A former Camden postal carrier is awaiting sentencing in U.S. district court after pleading guilty to failing to deliver large amounts of mail, some of it medication and some of it burned, according to his plea agreement with the government.

Charles Wetherbee entered his plea last week in federal court in El Dorado to a one-count indictment filed in October of "unlawfully secreting, delaying and detaining mail entrusted to him." Nine parcels of undelivered medication were found in his mail vehicle.

He remained free on a $5,000 signature bond.

His sentencing date will be set after completion of a pre-sentence investigation by the court's probation office.

According to the plea agreement he signed with the government Thursday, Wetherbee could be sentenced to up to five years in prison and fined up to $250,000. Wetherbee also could be ordered to pay restitution for the full loss caused by his conduct.

The government has said in the plea agreement it would not object to Wetherbee receiving credit in calculating the length of his sentence for accepting responsibility for his actions.

The plea agreement contained a summary of the facts to which Wetherbee pleaded guilty.

It said Wetherbee was a rural carrier associate at the Camden post office on June 6 when carrier supervisor Brian McKinney noticed in the dock area mail trays inside Wetherbee's mail truck.

Concerned that the trays may contain undelivered mail, McKinney looked in the window and saw a parcel. He wrote down the parcel's tracking number and ran it through the U.S. Postal Service data base. It showed the parcel had been delivered May 30.

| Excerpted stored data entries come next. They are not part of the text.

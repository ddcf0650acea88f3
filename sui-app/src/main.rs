//! suisui main binary.

mod assistant;
mod config;
mod context;
mod cycle;
mod routes;
mod server;
mod state;
mod trigger;

use clap::{Parser, Subcommand};
use std::path::PathBuf;
use tracing_subscriber::EnvFilter;
use tracing_subscriber::fmt::format::FmtSpan;

#[derive(Debug, Parser)]
#[command(name = "suisui", version, about = "YouTube live-chat reply bot")]
struct Cli {
    /// Path to a TOML config file; environment variables override it.
    #[arg(long, global = true)]
    config: Option<PathBuf>,

    #[command(subcommand)]
    command: Option<Command>,
}

#[derive(Debug, Subcommand)]
enum Command {
    /// Start the HTTP server (default).
    Serve,
    /// Validate config and report the effective settings.
    Doctor,
    /// Execute one fetch/detect/reply cycle and print the outcome.
    RunOnce,
}

#[tokio::main]
async fn main() -> anyhow::Result<()> {
    dotenvy::dotenv().ok();
    init_tracing()?;
    install_panic_hook();

    let cli = Cli::parse();
    let command = cli.command.unwrap_or(Command::Serve);

    match command {
        Command::Serve => server::serve(cli.config).await,
        Command::Doctor => server::doctor(cli.config).await,
        Command::RunOnce => server::run_once(cli.config).await,
    }
}

fn init_tracing() -> anyhow::Result<()> {
    let env_filter = match EnvFilter::try_from_default_env() {
        Ok(v) => v,
        Err(_) => EnvFilter::new(
            "info,sui_app=debug,suisui=debug,sui_youtube=debug,sui_llm=debug,tower_http=info",
        ),
    };
    let log_format = std::env::var("SUISUI_LOG_FORMAT")
        .unwrap_or_else(|_| "json".to_string())
        .to_ascii_lowercase();

    match log_format.as_str() {
        "json" => {
            tracing_subscriber::fmt()
                .with_env_filter(env_filter)
                .with_span_events(FmtSpan::NEW | FmtSpan::CLOSE)
                .with_target(true)
                .json()
                .flatten_event(true)
                .with_current_span(true)
                .init();
        }
        "pretty" => {
            tracing_subscriber::fmt()
                .with_env_filter(env_filter)
                .with_span_events(FmtSpan::NEW | FmtSpan::CLOSE)
                .with_target(true)
                .pretty()
                .init();
        }
        "compact" => {
            tracing_subscriber::fmt()
                .with_env_filter(env_filter)
                .with_span_events(FmtSpan::NEW | FmtSpan::CLOSE)
                .with_target(true)
                .compact()
                .init();
        }
        other => {
            return Err(anyhow::anyhow!(
                "unsupported SUISUI_LOG_FORMAT={other:?}; expected one of: json, pretty, compact"
            ));
        }
    }

    Ok(())
}

fn install_panic_hook() {
    let default_hook = std::panic::take_hook();
    std::panic::set_hook(Box::new(move |panic_info| {
        let location = panic_info
            .location()
            .map(|loc| format!("{}:{}", loc.file(), loc.line()))
            .unwrap_or_else(|| "unknown".to_string());
        let payload = panic_payload_to_string(panic_info.payload());
        tracing::error!(
            panic_location = %location,
            panic_payload = %payload,
            "panic captured"
        );
        default_hook(panic_info);
    }));
}

fn panic_payload_to_string(payload: &(dyn std::any::Any + Send)) -> String {
    if let Some(msg) = payload.downcast_ref::<&str>() {
        return msg.to_string();
    }
    if let Some(msg) = payload.downcast_ref::<String>() {
        return msg.clone();
    }
    "non-string panic payload".to_string()
}
pub mod auth;
pub mod broadcast;
pub mod root;
pub mod run;

use axum::Router;

pub fn router() -> Router {
    Router::new()
        .merge(root::router())
        .merge(auth::router())
        .merge(broadcast::router())
        .merge(run::router())
}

McKinney asked Wetherbee later if he had any mail left in his vehicle and Wetherbee told him he did not. McKinney went with Wetherbee to his vehicle where the parcel he checked earlier that day was still there along with a large amount of undelivered mail.

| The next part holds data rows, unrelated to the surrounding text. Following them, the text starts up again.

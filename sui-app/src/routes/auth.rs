use crate::server::AppState;
use axum::extract::Query;
use axum::http::StatusCode;
use axum::response::{IntoResponse, Redirect, Response};
use axum::routing::get;
use axum::Extension;
use serde::Deserialize;
use std::sync::Arc;
use sui_youtube::CredentialStore;

pub fn router() -> axum::Router {
    axum::Router::new()
        .route("/auth", get(start_auth))
        .route("/oauth2/callback", get(oauth_callback))
}

#[tracing::instrument(level = "info", skip_all)]
async fn start_auth(Extension(state): Extension<Arc<AppState>>) -> Response {
    match state.oauth.consent_url() {
        Ok(url) => Redirect::temporary(url.as_str()).into_response(),
        Err(e) => (
            StatusCode::INTERNAL_SERVER_ERROR,
            format!("failed to build consent url: {e}"),
        )
            .into_response(),
    }
}

#[derive(Debug, Deserialize)]
struct CallbackQuery {
    code: Option<String>,
}

#[tracing::instrument(level = "info", skip_all)]
async fn oauth_callback(
    Extension(state): Extension<Arc<AppState>>,
    Query(query): Query<CallbackQuery>,
) -> Response {
    let Some(code) = query.code.filter(|c| !c.trim().is_empty()) else {
        return (StatusCode::BAD_REQUEST, "missing ?code= parameter").into_response();
    };

    let grant = match state.oauth.exchange_code(&code).await {
        Ok(grant) => grant,
        Err(e) => {
            tracing::warn!(%e, "code exchange failed");
            return (
                StatusCode::INTERNAL_SERVER_ERROR,
                format!("code exchange failed: {e}"),
            )
                .into_response();
        }
    };

    // Repeat consent omits the refresh token; report that distinctly and
    // leave any previously stored token in place.
    match grant.refresh_token {
        Some(token) => {
            if let Err(e) = state.store.store_refresh_token(&token).await {
                tracing::error!(%e, "failed to persist refresh token");
                return (
                    StatusCode::INTERNAL_SERVER_ERROR,
                    format!("failed to persist refresh token: {e}"),
                )
                    .into_response();
            }
            tracing::info!("refresh token stored");
            (StatusCode::OK, format!("refresh token: {token}")).into_response()
        }
        None => (StatusCode::OK, "refresh token: <not returned>").into_response(),
    }
}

Two of the undelivered pieces were priority mail parcels and 11 were small parcels, among them the nine medication parcels, the plea agreement said.

Office of Inspector General agents on June 8 went to the mobile home Wetherbee was vacating and saw burn piles in the front and back of the home where bulk business mailings had been burned, the plea agreement said.

A week later, the landlord of the mobile home Wetherbee vacated called the post office in Camden and reported that workers found a large amount of mail inside while cleaning out the home.

The plea agreement said the postal service recovered numerous tubs of undelivered mail.